### EXERCISE OBJECTIVE
Every record must be repeated exactly, with no omission.

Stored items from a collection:
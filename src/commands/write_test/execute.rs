use std::error::Error;

use serde::Serialize;

use super::WriteTestCmd;
use crate::commands::Execute;
use crate::config::ConfigFile;
use crate::e2e::{write_test_function_with, AssembleOptions, Document, TestCase};
use crate::input::read_json;

/// Result of the write-test command execution
#[derive(Debug, Serialize)]
pub struct WriteTestResult {
    pub function_name: String,
    pub filename: String,
    pub content: String,
}

impl Execute for WriteTestCmd {
    type Output = WriteTestResult;

    fn execute(self, config: &ConfigFile) -> Result<Self::Output, Box<dyn Error>> {
        let document: Document = read_json(&self.document)?;
        let case: TestCase = read_json(&self.function)?;

        let options = AssembleOptions {
            api_package: self
                .api_package
                .unwrap_or_else(|| config.test.api_package.clone()),
        };
        let content = write_test_function_with(&document, &case.function, &case.scenario, &options);

        Ok(WriteTestResult {
            filename: format!("{}.ts", case.scenario.function_name),
            function_name: case.scenario.function_name,
            content,
        })
    }
}
use std::collections::BTreeMap;
use std::error::Error;

use serde::Serialize;

use super::WriteSchemaCmd;
use crate::commands::Execute;
use crate::config::ConfigFile;
use crate::input::{read_json, IrError};
use crate::schema::{validate_schema, Application, Dbms, PrismaCompiler};

/// Result of the write-schema command execution
#[derive(Debug, Serialize)]
pub struct WriteSchemaResult {
    pub dbms: Dbms,
    pub files: BTreeMap<String, String>,
}

impl Execute for WriteSchemaCmd {
    type Output = WriteSchemaResult;

    fn execute(self, config: &ConfigFile) -> Result<Self::Output, Box<dyn Error>> {
        let app: Application = read_json(&self.input)?;

        // The writer trusts its input; never hand it an unvalidated IR.
        let app = validate_schema(&app).map_err(|errors| {
            tracing::warn!(errors = errors.len(), "refusing to write invalid schema");
            IrError::SchemaInvalid {
                count: errors.len(),
            }
        })?;

        let dbms = self.dbms.unwrap_or(config.schema.dbms);
        let mut files = PrismaCompiler::new(dbms)
            .with_author(config.schema.author.clone())
            .compile(&app);

        if let Some(name) = self.file {
            let text = files.remove(&name).ok_or_else(|| IrError::FileNotWritten {
                name: name.clone(),
                available: files.keys().cloned().collect::<Vec<_>>().join(", "),
            })?;
            files = BTreeMap::from([(name, text)]);
        }

        Ok(WriteSchemaResult { dbms, files })
    }
}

### RESPONSE TO THIS TASK
filename src/commands/write_test/execute.rs
use std::error::Error;

use serde::Serialize;

use super::WriteTestCmd;
use crate::commands::Execute;
use crate::config::ConfigFile;
use crate::e2e::{write_test_function_with, AssembleOptions, Document, TestCase};
use crate::input::read_json;

/// Result of the write-test command execution
#[derive(Debug, Serialize)]
pub struct WriteTestResult {
    pub function_name: String,
    pub filename: String,
    pub content: String,
}

impl Execute for WriteTestCmd {
    type Output = WriteTestResult;

    fn execute(self, config: &ConfigFile) -> Result<Self::Output, Box<dyn Error>> {
        let document: Document = read_json(&self.document)?;
        let case: TestCase = read_json(&self.function)?;

        let options = AssembleOptions {
            api_package: self
                .api_package
                .unwrap_or_else(|| config.test.api_package.clone()),
        };
        let content = write_test_function_with(&document, &case.function, &case.scenario, &options);

        Ok(WriteTestResult {
            filename: format!("{}.ts", case.scenario.function_name),
            function_name: case.scenario.function_name,
            content,
        })
    }
}
use std::collections::BTreeMap;
use std::error::Error;

use serde::Serialize;

use super::WriteSchemaCmd;
use crate::commands::Execute;
use crate::config::ConfigFile;
use crate::input::{read_json, IrError};
use crate::schema::{validate_schema, Application, Dbms, PrismaCompiler};

/// Result of the write-schema command execution
#[derive(Debug, Serialize)]
pub struct WriteSchemaResult {
    pub dbms: Dbms,
    pub files: BTreeMap<String, String>,
}

impl Execute for WriteSchemaCmd {
    type Output = WriteSchemaResult;

    fn execute(self, config: &ConfigFile) -> Result<Self::Output, Box<dyn Error>> {
        let app: Application = read_json(&self.input)?;

        // The writer trusts its input; never hand it an unvalidated IR.
        let app = validate_schema(&app).map_err(|errors| {
            tracing::warn!(errors = errors.len(), "refusing to write invalid schema");
            IrError::SchemaInvalid {
                count: errors.len(),
            }
        })?;

        let dbms = self.dbms.unwrap_or(config.schema.dbms);
        let mut files = PrismaCompiler::new(dbms)
            .with_author(config.schema.author.clone())
            .compile(&app);

        if let Some(name) = self.file {
            let text = files.remove(&name).ok_or_else(|| IrError::FileNotWritten {
                name: name.clone(),
                available: files.keys().cloned().collect::<Vec<_>>().join(", "),
            })?;
            files = BTreeMap::from([(name, text)]);
        }

        Ok(WriteSchemaResult { dbms, files })
    }
}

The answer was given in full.